▸ **WHAT THIS TASK INVOLVES**:
What lines in the material hold the string "else"? Return every one of them.
[[ RECORD SET, beginning ]]
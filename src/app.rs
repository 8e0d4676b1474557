//! Top-level application orchestration.
//!
//! `src/main.rs` is intentionally tiny; this module is the "real main" that:
//! - parses CLI arguments
//! - resolves settings and opens the cached database
//! - runs the assessment pipeline
//! - prints reports

use clap::Parser;
use tracing::debug;

use crate::cli::{Command, SourceArgs, StatusArgs, TopArgs};
use crate::config::{Settings, parse_ttl_hours};
use crate::data::Database;
use crate::domain::Window;
use crate::error::{AppError, ErrorKind};

pub mod pipeline;

const SUBCOMMANDS: [&str; 3] = ["status", "top", "countries"];

/// Entry point for the `covid` binary.
pub fn run() -> Result<(), AppError> {
    // `covid` and `covid italy` behave like `covid status ...`.
    let argv = rewrite_args(std::env::args().collect());
    let cli = crate::cli::Cli::parse_from(argv);

    let settings = settings_from_args(Settings::from_env()?, &cli.source)?;
    let mut db = settings.open_database()?;

    match cli.command {
        Command::Status(args) => handle_status(&mut db, &args),
        Command::Top(args) => handle_top(&mut db, &args),
        Command::Countries => handle_countries(&mut db),
    }
}

fn handle_status(db: &mut Database, args: &StatusArgs) -> Result<(), AppError> {
    let snapshot = db.snapshot()?;
    let window = Window::resolve(
        snapshot.latest(),
        args.days,
        args.since,
        args.compare_days,
        args.compare,
    )?;
    debug!(?window, country = %args.country, "resolved window");

    let assessment = pipeline::assess(&snapshot, &args.country, &window)?;

    if args.json {
        let json = serde_json::to_string_pretty(&assessment)
            .map_err(|e| AppError::new(ErrorKind::Io, format!("Failed to serialize assessment: {e}")))?;
        println!("{json}");
    } else {
        println!("{}", crate::report::format_status(&assessment));
    }
    Ok(())
}

fn handle_top(db: &mut Database, args: &TopArgs) -> Result<(), AppError> {
    let list = pipeline::assess_all(db, args.days, args.worse)?;
    print!("{}", crate::report::format_top(&list));
    Ok(())
}

fn handle_countries(db: &mut Database) -> Result<(), AppError> {
    let countries = db.countries()?;
    print!("{}", crate::report::format_countries(&countries));
    Ok(())
}

/// Apply CLI overrides on top of environment settings.
pub fn settings_from_args(mut settings: Settings, args: &SourceArgs) -> Result<Settings, AppError> {
    if let Some(origin) = &args.origin {
        settings.origin = origin.clone();
    }
    if let Some(dir) = &args.cache_dir {
        settings.cache_dir = dir.clone();
    }
    if let Some(raw) = &args.ttl_hours {
        settings.ttl = parse_ttl_hours(raw)?;
    }
    Ok(settings)
}

/// Rewrite argv so `covid` defaults to `covid status`.
///
/// Rules:
/// - `covid`                         -> `covid status`
/// - `covid italy -d 5`              -> `covid status italy -d 5`
/// - `covid --help/--version/-h/-V`  -> unchanged (show top-level help/version)
/// - `covid --cache-dir X top`       -> unchanged (global flags before a subcommand)
fn rewrite_args(mut argv: Vec<String>) -> Vec<String> {
    let Some(arg1) = argv.get(1).cloned() else {
        argv.push("status".to_string());
        return argv;
    };

    let is_top_level_help_or_version = matches!(
        arg1.as_str(),
        "-h" | "--help" | "-V" | "--version" | "help"
    );
    if is_top_level_help_or_version {
        return argv;
    }

    if argv.iter().skip(1).any(|a| SUBCOMMANDS.contains(&a.as_str())) {
        return argv;
    }

    argv.insert(1, "status".to_string());
    argv
}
[[ RECORD SET, end ]]
▸ **THE COMPLETED TASK**:
    } else {
    let Some(arg1) = argv.get(1).cloned() else {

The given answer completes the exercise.